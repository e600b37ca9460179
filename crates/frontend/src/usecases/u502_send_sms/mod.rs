pub mod api;
pub mod view;

pub use view::{SendSmsModal, SingleSendModal, SmsPage};
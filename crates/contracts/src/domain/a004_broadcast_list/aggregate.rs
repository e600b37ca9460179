use crate::domain::a001_farmer::Farmer;
use crate::shared::envelope::extract_record;
use crate::shared::phone::{is_object_id, normalize_phone};
use crate::shared::recipients::{Recipient, RecipientSource};
use serde::{Deserialize, Serialize};
use serde_json::Value;

/// Which backend collection a saved list belongs to.
///
/// Farmer lists reference stored farmers; contact lists hold free
/// `{phone, name}` pairs. The two live in different endpoint families and id
/// namespaces.
#[derive(Debug, Clone, Copy, PartialEq, Eq, Hash, Serialize, Deserialize)]
#[serde(rename_all = "SCREAMING_SNAKE_CASE")]
pub enum ListKind {
    FarmerList,
    ContactList,
}

impl ListKind {
    pub fn display_name(&self) -> &'static str {
        match self {
            ListKind::FarmerList => "Farmer list",
            ListKind::ContactList => "Contact list",
        }
    }

    /// Classify a list id by membership in the two loaded collections.
    /// Farmer lists win when an id appears in both.
    pub fn classify(
        id: &str,
        farmer_lists: &[BroadcastList],
        contact_lists: &[BroadcastList],
    ) -> Option<ListKind> {
        if farmer_lists.iter().any(|l| l.id == id) {
            Some(ListKind::FarmerList)
        } else if contact_lists.iter().any(|l| l.id == id) {
            Some(ListKind::ContactList)
        } else {
            None
        }
    }
}

/// A `{phone, name}` entry of a contact list
#[derive(Debug, Clone, Default, PartialEq, Serialize, Deserialize)]
pub struct ListMember {
    #[serde(default, alias = "mobileNumber", alias = "mobile")]
    pub phone: String,
    #[serde(default)]
    pub name: String,
}

/// Saved recipient group
#[derive(Debug, Clone, Default, PartialEq, Serialize, Deserialize)]
#[serde(rename_all = "camelCase")]
pub struct BroadcastList {
    #[serde(rename = "_id", alias = "id", default)]
    pub id: String,
    #[serde(default)]
    pub name: String,
    #[serde(default)]
    pub description: Option<String>,
    #[serde(default)]
    pub contacts: Vec<ListMember>,
    #[serde(default)]
    pub farmers: Vec<Farmer>,
    /// Count reported by list summaries that omit the members
    #[serde(default, alias = "contactCount", alias = "farmerCount")]
    pub member_count: Option<usize>,
    #[serde(default)]
    pub created_at: Option<String>,
}

impl BroadcastList {
    pub const ITEMS_KEYS: &'static [&'static str] = &["lists", "broadcastLists", "items"];

    pub fn size(&self) -> usize {
        let loaded = self.contacts.len() + self.farmers.len();
        if loaded > 0 {
            loaded
        } else {
            self.member_count.unwrap_or(0)
        }
    }

    /// Single list from a detail response, wrapped or bare
    pub fn from_body(body: &Value) -> Option<Self> {
        extract_record(body, &["list", "farmerList", "contactList", "broadcastList"])
    }

    /// Members as recipients: stored farmers keep their ids, free contacts
    /// get ids derived from the list
    pub fn members(&self) -> Vec<Recipient> {
        self.farmers
            .iter()
            .map(Recipient::from)
            .chain(
                self.contacts
                    .iter()
                    .map(|m| Recipient::from_list_member(m, &self.id)),
            )
            .collect()
    }
}

/// Reference to a saved list together with its kind
#[derive(Debug, Clone, PartialEq, Eq, Hash)]
pub struct ListRef {
    pub id: String,
    pub kind: ListKind,
}

/// Body for creating or updating a list
#[derive(Debug, Clone, Default, PartialEq, Serialize, Deserialize)]
#[serde(rename_all = "camelCase")]
pub struct SaveBroadcastListDto {
    pub name: String,
    #[serde(skip_serializing_if = "Option::is_none")]
    pub description: Option<String>,
    /// Farmer ids, for farmer lists
    #[serde(skip_serializing_if = "Vec::is_empty", default)]
    pub farmer_ids: Vec<String>,
    /// Free contacts, for contact lists
    #[serde(skip_serializing_if = "Vec::is_empty", default)]
    pub contacts: Vec<ListMember>,
}

impl SaveBroadcastListDto {
    /// Body for a list of `kind` built from picked recipients. Farmer lists
    /// can only reference stored farmers; the number of records left out is
    /// returned alongside.
    pub fn from_selection(
        kind: ListKind,
        name: &str,
        description: &str,
        selection: &[Recipient],
    ) -> (Self, usize) {
        let description = Some(description.trim().to_string()).filter(|d| !d.is_empty());
        let mut dto = Self {
            name: name.trim().to_string(),
            description,
            ..Default::default()
        };
        let mut skipped = 0;
        for r in selection {
            match kind {
                ListKind::FarmerList => {
                    if r.source == Some(RecipientSource::Farmer) && is_object_id(&r.id) {
                        dto.farmer_ids.push(r.id.clone());
                    } else {
                        skipped += 1;
                    }
                }
                ListKind::ContactList => dto.contacts.push(ListMember {
                    phone: normalize_phone(&r.phone),
                    name: r.name.clone(),
                }),
            }
        }
        (dto, skipped)
    }

    pub fn validate(&self) -> Result<(), String> {
        if self.name.trim().is_empty() {
            return Err("List name is required".to_string());
        }
        if self.farmer_ids.is_empty() && self.contacts.is_empty() {
            return Err("Select at least one recipient".to_string());
        }
        let mut seen = std::collections::HashSet::new();
        for c in &self.contacts {
            let key = normalize_phone(&c.phone);
            if key.len() != 10 {
                return Err(format!("Invalid phone number: {}", c.phone));
            }
            if !seen.insert(key) {
                return Err(format!("Duplicate phone number: {}", c.phone));
            }
        }
        Ok(())
    }
}

#[cfg(test)]
mod tests {
    use super::*;
    use serde_json::json;

    #[test]
    fn test_from_selection_farmer_list_skips_non_farmers() {
        let farmer = Recipient {
            id: "64b7f0c2a1e4d3b2c1a09f8e".into(),
            phone: "9876543210".into(),
            source: Some(RecipientSource::Farmer),
            ..Default::default()
        };
        let manual = Recipient::manual("9123456789");
        let picked = vec![farmer, manual];

        let (dto, skipped) =
            SaveBroadcastListDto::from_selection(ListKind::FarmerList, " Wai ", "", &picked);
        assert_eq!(dto.name, "Wai");
        assert_eq!(dto.description, None);
        assert_eq!(dto.farmer_ids, vec!["64b7f0c2a1e4d3b2c1a09f8e".to_string()]);
        assert_eq!(skipped, 1);

        let (dto, skipped) =
            SaveBroadcastListDto::from_selection(ListKind::ContactList, "Wai", "growers", &picked);
        assert_eq!(dto.contacts.len(), 2);
        assert_eq!(skipped, 0);
        assert!(dto.validate().is_ok());
    }

    #[test]
    fn test_from_body_and_members() {
        let body = json!({
            "success": true,
            "data": {
                "list": {
                    "_id": "l1",
                    "name": "Wai growers",
                    "farmers": [{"_id": "64b7f0c2a1e4d3b2c1a09f8e", "name": "Ramesh", "mobileNumber": "919876543210"}],
                    "contacts": [{"phone": "09123456789", "name": "Sunita"}]
                }
            }
        });
        let list = BroadcastList::from_body(&body).unwrap();
        assert_eq!(list.name, "Wai growers");
        let members = list.members();
        assert_eq!(members.len(), 2);
        assert_eq!(members[0].id, "64b7f0c2a1e4d3b2c1a09f8e");
        assert_eq!(members[0].phone, "9876543210");
        assert_eq!(members[1].phone, "9123456789");
    }

    fn list(id: &str) -> BroadcastList {
        BroadcastList {
            id: id.to_string(),
            name: id.to_string(),
            ..Default::default()
        }
    }

    #[test]
    fn test_classify() {
        let farmer_lists = vec![list("f1")];
        let contact_lists = vec![list("c1")];
        assert_eq!(
            ListKind::classify("f1", &farmer_lists, &contact_lists),
            Some(ListKind::FarmerList)
        );
        assert_eq!(
            ListKind::classify("c1", &farmer_lists, &contact_lists),
            Some(ListKind::ContactList)
        );
        assert_eq!(ListKind::classify("zz", &farmer_lists, &contact_lists), None);
    }

    #[test]
    fn test_validate_requires_name_and_members() {
        let mut dto = SaveBroadcastListDto::default();
        assert!(dto.validate().is_err());
        dto.name = "Wai farmers".into();
        assert_eq!(dto.validate(), Err("Select at least one recipient".to_string()));
        dto.farmer_ids.push("64b7f0c2a1e4d3b2c1a09f8e".into());
        assert!(dto.validate().is_ok());
    }

    #[test]
    fn test_validate_rejects_duplicate_contacts() {
        let dto = SaveBroadcastListDto {
            name: "Dealers".into(),
            contacts: vec![
                ListMember { phone: "9876543210".into(), name: "A".into() },
                ListMember { phone: "+91 98765 43210".into(), name: "B".into() },
            ],
            ..Default::default()
        };
        assert!(dto.validate().unwrap_err().starts_with("Duplicate"));
    }

    #[test]
    fn test_size_prefers_loaded_members() {
        let mut l = list("x");
        l.member_count = Some(12);
        assert_eq!(l.size(), 12);
        l.contacts.push(ListMember::default());
        assert_eq!(l.size(), 1);
    }
}
/// One failed recipient of a bulk send
#[derive(Debug, Clone, PartialEq, Eq)]
pub struct SendFailure {
    pub phone: String,
    pub reason: String,
}

/// Tally of a sequential bulk send.
/// A single failure never aborts the run.
#[derive(Debug, Clone, Default, PartialEq, Eq)]
pub struct BulkSendSummary {
    pub success_count: usize,
    pub failure_count: usize,
    pub failures: Vec<SendFailure>,
}

impl BulkSendSummary {
    pub fn record_success(&mut self) {
        self.success_count += 1;
    }

    pub fn record_failure(&mut self, phone: &str, reason: impl Into<String>) {
        self.failure_count += 1;
        self.failures.push(SendFailure {
            phone: phone.to_string(),
            reason: reason.into(),
        });
    }

    pub fn total(&self) -> usize {
        self.success_count + self.failure_count
    }

    pub fn all_succeeded(&self) -> bool {
        self.failure_count == 0
    }

    /// First `limit` failures, for display
    pub fn preview(&self, limit: usize) -> &[SendFailure] {
        &self.failures[..self.failures.len().min(limit)]
    }

    /// Toast line, e.g. "Sent 8 of 10 messages (2 failed)"
    pub fn headline(&self) -> String {
        if self.all_succeeded() {
            format!("Sent {} message(s)", self.success_count)
        } else {
            format!(
                "Sent {} of {} messages ({} failed)",
                self.success_count,
                self.total(),
                self.failure_count
            )
        }
    }
}

#[cfg(test)]
mod tests {
    use super::*;

    #[test]
    fn test_partial_failure_is_counted_not_aborted() {
        let mut summary = BulkSendSummary::default();
        for i in 0..10 {
            if i == 3 || i == 7 {
                summary.record_failure(&format!("98765432{:02}", i), "Invalid number");
            } else {
                summary.record_success();
            }
        }
        assert_eq!(summary.success_count, 8);
        assert_eq!(summary.failure_count, 2);
        assert_eq!(summary.headline(), "Sent 8 of 10 messages (2 failed)");
        assert_eq!(summary.preview(1).len(), 1);
        assert_eq!(summary.preview(5).len(), 2);
    }

    #[test]
    fn test_all_succeeded_headline() {
        let mut summary = BulkSendSummary::default();
        summary.record_success();
        assert!(summary.all_succeeded());
        assert_eq!(summary.headline(), "Sent 1 message(s)");
    }
}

▶ WHAT THE EXERCISE ASKS
Set down exactly the lines from the opening line of the material through the line in which "Hash, Serialize, Deserialize)]" occurs, both included, and no other lines.

▶ SOLUTION BELOW
repository e600b37ca9460179
filename crates/frontend/src/usecases/u502_send_sms/mod.rs
pub mod api;
pub mod view;

pub use view::{SendSmsModal, SingleSendModal, SmsPage};
filename crates/contracts/src/domain/a004_broadcast_list/aggregate.rs
repository e600b37ca9460179
use crate::domain::a001_farmer::Farmer;
use crate::shared::envelope::extract_record;
use crate::shared::phone::{is_object_id, normalize_phone};
use crate::shared::recipients::{Recipient, RecipientSource};
use serde::{Deserialize, Serialize};
use serde_json::Value;

/// Which backend collection a saved list belongs to.
///
/// Farmer lists reference stored farmers; contact lists hold free
/// `{phone, name}` pairs. The two live in different endpoint families and id
/// namespaces.
#[derive(Debug, Clone, Copy, PartialEq, Eq, Hash, Serialize, Deserialize)]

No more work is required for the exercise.